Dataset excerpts

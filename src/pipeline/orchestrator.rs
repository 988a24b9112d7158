use std::path::PathBuf;
use std::sync::Arc;

use rayon::prelude::*;
use tracing::{debug, info};

use crate::alignment::{parse_assemblies_direct, AlignedContig};
use crate::annotation::{AnnotationContext, AnnotationEngine, AnnotationRegistry, CNV_BINDING};
use crate::calls::{sort_calls, StructuralCallRecord};
use crate::config::DiscoveryConfig;
use crate::error::DiscoveryError;
use crate::evidence::{build_evidence_index, CnvOverlay};
use crate::inference::{
    call_precise_variants, classify, detect_imprecise_variants, reconcile_calls, ImpreciseParams,
    PreciseCallParams, RawCategory,
};
use crate::io::{read_cnv_calls, read_evidence_links, write_contig_alignments};
use crate::reference::ReferenceSource;

use super::context::{RunInputs, SvDiscoveryInputData};

/// Destination of a finished call set.
pub trait CallWriter: Send + Sync {
    /// Persist `calls` for the run described by `data` (its `output_path` in particular).
    fn write(
        &self,
        data: &SvDiscoveryInputData,
        calls: &[StructuralCallRecord],
    ) -> Result<(), DiscoveryError>;
}

/// What a run produced.
#[derive(Debug, Clone)]
pub enum RunOutcome {
    /// No assembly yielded an aligned contig; nothing was written.
    NothingToCall,
    /// Calls were made and handed to the writer.
    Called {
        /// Final sorted call set.
        calls: Vec<StructuralCallRecord>,
        /// One output per raw category when experimental output is enabled.
        experimental_outputs: Vec<(RawCategory, PathBuf)>,
    },
}

impl RunOutcome {
    /// Calls of the main output; empty for [`RunOutcome::NothingToCall`].
    pub fn calls(&self) -> &[StructuralCallRecord] {
        match self {
            RunOutcome::NothingToCall => &[],
            RunOutcome::Called { calls, .. } => calls,
        }
    }
}

/// End-to-end discovery: parse contigs, call, reconcile, annotate, write.
#[derive(Debug, Clone)]
pub struct SvDiscoveryPipeline {
    config: Arc<DiscoveryConfig>,
    registry: AnnotationRegistry,
}

impl SvDiscoveryPipeline {
    /// Pipeline with the built-in annotations.
    pub fn new(config: DiscoveryConfig) -> Self {
        Self {
            config: Arc::new(config),
            registry: AnnotationRegistry::builtin(),
        }
    }

    /// Replace the annotation registry.
    pub fn with_registry(mut self, registry: AnnotationRegistry) -> Self {
        self.registry = registry;
        self
    }

    /// Run configuration.
    pub fn config(&self) -> &DiscoveryConfig {
        &self.config
    }

    /// Run every stage on `inputs` and hand the result to `writer`.
    ///
    /// Configuration and annotation setup are checked before any input file is read.
    pub fn run(
        &self,
        inputs: RunInputs,
        reference: Arc<dyn ReferenceSource>,
        output_path: impl Into<PathBuf>,
        writer: &dyn CallWriter,
    ) -> Result<RunOutcome, DiscoveryError> {
        self.config.validate()?;
        let bindings: &[&str] = if self.config.cnv_calls_file.is_some() {
            &[CNV_BINDING]
        } else {
            &[]
        };
        let engine = AnnotationEngine::new(&self.registry, &self.config.annotations, bindings)?;
        info!(
            sample = %inputs.sample_id,
            assemblies = inputs.assemblies.len(),
            annotations = ?engine.annotation_names(),
            "starting structural variant discovery"
        );

        let cnv_calls = match &self.config.cnv_calls_file {
            Some(path) => {
                let overlay = CnvOverlay::new(read_cnv_calls(path)?);
                info!(cnv_calls = overlay.len(), "loaded external CNV calls");
                Some(Arc::new(overlay))
            }
            None => None,
        };

        if inputs.assemblies.is_empty() {
            info!("no assemblies, nothing to call");
            return Ok(RunOutcome::NothingToCall);
        }
        if let Some(path) = &self.config.contig_alignments_bam {
            write_contig_alignments(path, &inputs.assemblies, &inputs.reference_names)?;
        }
        let contigs = parse_assemblies_direct(
            &inputs.assemblies,
            &inputs.reference_names,
            self.config.split_sensitivity,
        )?;
        if contigs.is_empty() {
            info!("no aligned contigs, nothing to call");
            return Ok(RunOutcome::NothingToCall);
        }

        let mut links = inputs.evidence_links;
        if let Some(path) = &self.config.external_evidence_file {
            let external = read_evidence_links(path)?;
            info!(links = external.len(), "loaded external evidence links");
            links.extend(external);
        }
        let evidence = if links.is_empty() {
            None
        } else {
            Some(Arc::new(build_evidence_index(links)))
        };

        let data = SvDiscoveryInputData {
            sample_id: inputs.sample_id,
            config: Arc::clone(&self.config),
            output_path: output_path.into(),
            read_metadata: Arc::new(inputs.read_metadata),
            reference_names: Arc::new(inputs.reference_names),
            reference,
            cnv_calls,
            evidence,
        };

        let classified: Vec<(RawCategory, &AlignedContig)> = contigs
            .par_iter()
            .map(|contig| (classify(contig), contig))
            .collect();

        let calls = call_variants(&data, &engine, &classified)?;
        writer.write(&data, &calls)?;
        info!(
            calls = calls.len(),
            output = %data.output_path.display(),
            "wrote structural variant calls"
        );

        let mut experimental_outputs = Vec::new();
        if let Some(dir) = &self.config.experimental_output_dir {
            for category in RawCategory::ALL {
                let subset: Vec<(RawCategory, &AlignedContig)> = classified
                    .iter()
                    .filter(|(raw, _)| *raw == category)
                    .copied()
                    .collect();
                let path = dir.join(format!("{}.tsv", category.label()));
                let category_data = data.with_output_path(&path);
                let category_calls = call_variants(&category_data, &engine, &subset)?;
                writer.write(&category_data, &category_calls)?;
                debug!(
                    %category,
                    contigs = subset.len(),
                    calls = category_calls.len(),
                    "wrote experimental output"
                );
                experimental_outputs.push((category, path));
            }
        }

        Ok(RunOutcome::Called {
            calls,
            experimental_outputs,
        })
    }
}

fn call_variants(
    data: &SvDiscoveryInputData,
    engine: &AnnotationEngine,
    classified: &[(RawCategory, &AlignedContig)],
) -> Result<Vec<StructuralCallRecord>, DiscoveryError> {
    let params = PreciseCallParams::from_config(
        &data.config,
        &data.sample_id,
        &data.reference_names,
        data.reference.as_ref(),
    );
    let precise = call_precise_variants(classified, &params);
    let mut calls = reconcile_calls(
        precise,
        data.evidence.as_deref(),
        data.evidence_padding(),
        data.cnv_calls.as_deref(),
    );

    if let Some(index) = data.evidence.as_deref() {
        let imprecise = detect_imprecise_variants(
            index,
            &ImpreciseParams::from_config(&data.config),
            &data.sample_id,
            data.reference.as_ref(),
        );
        debug!(imprecise = imprecise.len(), "imprecise calls");
        calls.extend(imprecise);
    }

    let context = AnnotationContext {
        cnv: data.cnv_calls.as_deref(),
    };
    engine.annotate(&mut calls, &context)?;
    sort_calls(&mut calls, &data.reference_names);
    Ok(calls)
}

#[cfg(test)]
mod tests {
    use super::*;
    use crate::alignment::{
        AssembledContig, AssemblyResult, CigarOp, CigarOpKind, RawAlignment, ReferenceNames,
    };
    use crate::calls::SvType;
    use crate::config::ConfigError;
    use crate::pipeline::ReadMetadata;
    use crate::reference::InMemoryReference;
    use std::sync::Mutex;

    #[derive(Default)]
    struct RecordingWriter {
        writes: Mutex<Vec<(PathBuf, usize)>>,
    }

    impl CallWriter for RecordingWriter {
        fn write(
            &self,
            data: &SvDiscoveryInputData,
            calls: &[StructuralCallRecord],
        ) -> Result<(), DiscoveryError> {
            self.writes
                .lock()
                .unwrap()
                .push((data.output_path.clone(), calls.len()));
            Ok(())
        }
    }

    fn hit(ref_start: i32, seq: (u32, u32)) -> RawAlignment {
        let len = seq.1 - seq.0;
        RawAlignment {
            ref_id: 0,
            ref_start,
            ref_end: ref_start + len as i32,
            seq_start: seq.0,
            seq_end: seq.1,
            cigar: vec![CigarOp::new(CigarOpKind::Match, len)],
            mapq: 60,
            mismatches: 0,
            score: len as i32,
            sam_flag: 0,
        }
    }

    fn inputs(assemblies: Vec<AssemblyResult>) -> RunInputs {
        RunInputs {
            sample_id: "sample".into(),
            reference_names: ReferenceNames::new([("chr1", 10_000)]),
            read_metadata: ReadMetadata {
                sample: "sample".into(),
                median_fragment_size: 300,
            },
            assemblies,
            evidence_links: Vec::new(),
        }
    }

    fn deletion_assembly() -> AssemblyResult {
        AssemblyResult::assembled(
            0,
            vec![AssembledContig {
                sequence: Arc::from(vec![b'A'; 200]),
                alignments: vec![hit(999, (0, 100)), hit(1149, (100, 200))],
            }],
        )
    }

    fn reference() -> Arc<dyn ReferenceSource> {
        Arc::new(InMemoryReference::new().with_sequence("chr1", vec![b'C'; 10_000]))
    }

    #[test]
    fn no_assemblies_means_nothing_to_call() {
        let writer = RecordingWriter::default();
        let outcome = SvDiscoveryPipeline::new(DiscoveryConfig::default())
            .run(inputs(Vec::new()), reference(), "out.tsv", &writer)
            .unwrap();
        assert!(matches!(outcome, RunOutcome::NothingToCall));
        assert!(writer.writes.lock().unwrap().is_empty());
    }

    #[test]
    fn conflicting_inputs_fail_before_any_stage() {
        let writer = RecordingWriter::default();
        let config = DiscoveryConfig::default()
            .with_external_evidence_file("/nonexistent/links.json")
            .with_cnv_calls_file("/nonexistent/cnv.tsv");
        let err = SvDiscoveryPipeline::new(config)
            .run(inputs(vec![deletion_assembly()]), reference(), "out.tsv", &writer)
            .unwrap_err();
        assert!(matches!(
            err,
            DiscoveryError::Config(ConfigError::ConflictingInputs { .. })
        ));
        assert!(writer.writes.lock().unwrap().is_empty());
    }

    #[test]
    fn split_contig_yields_one_deletion() {
        let writer = RecordingWriter::default();
        let outcome = SvDiscoveryPipeline::new(DiscoveryConfig::default())
            .run(inputs(vec![deletion_assembly()]), reference(), "out.tsv", &writer)
            .unwrap();
        let calls = outcome.calls();
        assert_eq!(calls.len(), 1);
        assert_eq!(calls[0].sv_type, SvType::Deletion);
        assert_eq!(calls[0].sv_len, -50);
        assert_eq!(
            *writer.writes.lock().unwrap(),
            vec![(PathBuf::from("out.tsv"), 1)]
        );
    }

    #[test]
    fn experimental_outputs_cover_every_category() {
        let writer = RecordingWriter::default();
        let config = DiscoveryConfig::default().with_experimental_output_dir("exp");
        let outcome = SvDiscoveryPipeline::new(config)
            .run(inputs(vec![deletion_assembly()]), reference(), "out.tsv", &writer)
            .unwrap();
        let RunOutcome::Called {
            experimental_outputs,
            ..
        } = outcome
        else {
            panic!("expected calls");
        };
        assert_eq!(experimental_outputs.len(), RawCategory::ALL.len());
        let writes = writer.writes.lock().unwrap();
        assert_eq!(writes.len(), 1 + RawCategory::ALL.len());
        let chimera = writes
            .iter()
            .find(|(path, _)| path.ends_with("simple_chimera.tsv"))
            .unwrap();
        assert_eq!(chimera.1, 1);
    }
}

> [Work instructions] Word for word, repeat the lines from the one holding "let writes = writer.writes.lock().unwrap();" through the last line of the entries, both included.

> [Task response]
        let writes = writer.writes.lock().unwrap();
        assert_eq!(writes.len(), 1 + RawCategory::ALL.len());
        let chimera = writes
            .iter()
            .find(|(path, _)| path.ends_with("simple_chimera.tsv"))
            .unwrap();
        assert_eq!(chimera.1, 1);
    }
}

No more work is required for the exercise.